*DESCRIPTION OF THE TASK*: Repeat the listing below in full, keeping each word as given.

*DATA*:
//! Per-device inter-event gap tracking.

use std::collections::HashMap;
use std::sync::{Mutex, PoisonError};
use std::time::Duration;

use meshbridge_domain::address::IeeeAddress;
use tokio::time::Instant;

/// Tracks, per device, the instant of its last published event.
///
/// Entries are created on first use and never evicted; a stale entry for
/// a departed device is harmless.
#[derive(Debug, Default)]
pub struct ElapsedTracker {
    last_seen: Mutex<HashMap<IeeeAddress, Instant>>,
}

impl ElapsedTracker {
    #[must_use]
    pub fn new() -> Self {
        Self::default()
    }

    /// Record a publish for `address` and return the gap since the
    /// previous one, or `None` on the first.
    pub fn touch(&self, address: IeeeAddress) -> Option<Duration> {
        let mut last_seen = self
            .last_seen
            .lock()
            .unwrap_or_else(PoisonError::into_inner);
        let now = Instant::now();
        last_seen
            .insert(address, now)
            .map(|previous| now - previous)
    }
}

*ANSWER AREA*:
//! Per-device inter-event gap tracking.

use std::collections::HashMap;
use std::sync::{Mutex, PoisonError};
use std::time::Duration;

use meshbridge_domain::address::IeeeAddress;
use tokio::time::Instant;

/// Tracks, per device, the instant of its last published event.
///
/// Entries are created on first use and never evicted; a stale entry for
/// a departed device is harmless.
#[derive(Debug, Default)]
pub struct ElapsedTracker {
    last_seen: Mutex<HashMap<IeeeAddress, Instant>>,
}

impl ElapsedTracker {
    #[must_use]
    pub fn new() -> Self {
        Self::default()
    }

    /// Record a publish for `address` and return the gap since the
    /// previous one, or `None` on the first.
    pub fn touch(&self, address: IeeeAddress) -> Option<Duration> {
        let mut last_seen = self
            .last_seen
            .lock()
            .unwrap_or_else(PoisonError::into_inner);
        let now = Instant::now();
        last_seen
            .insert(address, now)
            .map(|previous| now - previous)
    }
}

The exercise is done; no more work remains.